7 March 1878 - 21 July 1944
Artist and Astronomer
Born and raised in Manhattan, Kansas, he had his schooling through
college at Kansas State Agricultural College. Shortly after graduation he
enlisted in the 20th Kansas, saw service in the Philippines being promoted to
2nd Lt. in the field. He was mustered out in San Francisco as totally disabled
with a life expectancy of less than 1 year.

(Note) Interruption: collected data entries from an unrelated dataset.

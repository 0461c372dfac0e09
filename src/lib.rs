//! # Tick-LOB
//!
//! A continuous limit order book matching engine with price-time priority.
//!
//! ## Design Principles
//!
//! - **Single-Writer**: One thread owns the order book exclusively (no locks)
//! - **Arena Allocation**: Orders live in a fixed-capacity slab, recycled LIFO
//! - **Lazy Removal**: Filled orders and emptied levels are skipped, not erased
//! - **Lock-Free Handoff**: Decoding and matching meet at an SPSC ring buffer
//!
//! ## Architecture
//!
//! ```text
//! [Ingest Thread] --> [SPSC Ring Buffer] --> [Matching Thread (Pinned)]
//!   decode 17-byte                             arena + book
//!   wire records                                     |
//!                                                 [Fills]
//! ```

pub mod arena;
pub mod codec;
pub mod config;
pub mod engine;
pub mod error;
pub mod feed;
pub mod ingest;
pub mod matching;
pub mod order;
pub mod order_book;
pub mod price_level;
pub mod spsc;

// Re-exports for convenience
pub use arena::{OrderArena, OrderHandle, NULL_INDEX};
pub use codec::{Record, RECORD_LEN};
pub use config::EngineConfig;
pub use engine::{run_pipeline, Engine, PipelineRun, RunReport};
pub use error::{CodecError, EngineError, FeedError, IngestError, OrderError};
pub use ingest::{IngestStats, Ingestor};
pub use matching::MatchingEngine;
pub use order::{Execution, Fill, Order, Side};
pub use order_book::{LevelDepth, OrderBook};
pub use price_level::PriceLevel;
pub use spsc::{ring_buffer, Consumer, Producer, PushError};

He recovered completely (thanks to the nursing of his mother) and took his senior year again at Dartmouth where his
cousin, Earnest Fox Nichols, was head of the Physics Department and later
President, and where he was a student of E. B. Frost. They persuaded him to seek
a career in astronomy, and Frost later arranged for him to have a graduate
fellowship at Yerkes Observatory of the University of Chicago at Williams Bay,
After his marriage to Ethel Snow, he continued his graduate work in astronomy in
Berlin, where Steve was born in 1906. He then returned to Yerkes on the staff,
where Bert was born in 1908. In the following year, 1909, he became director of
the Dearborn Observatory of Northwestern University at Evanston, Illinois where
Trudie and Bob were born. He continued as Professor of Astronomy and Director of
the observatory until
his resignation in 1929, with time out for Army duty in the U.S. and France in
World War I at the rank of Major.
In 1929 he accepted the directorship of the Adler Planetarium and Astronomical
Museum in Chicago, the first planetarium in the U.S. He resigned that post in
1937 to become director of the Museum of Science and Industry, founded by Julius
Rosenwald in Chicago. He served in that capacity until he was summarily forced
to resign in 1940.
Not long thereafter he went on active duty as a Colonel in the Army and wound up
his military career at Harvard and M. I. T. in command of Signal Corps officers in
The Electronics Training Center and Underwater Sound Laboratory. When he was
retired for age from the Army, he continued to serve the same liaison function
between the military and universities as a member of the Harvard faculty until
his death on July 21, 1944.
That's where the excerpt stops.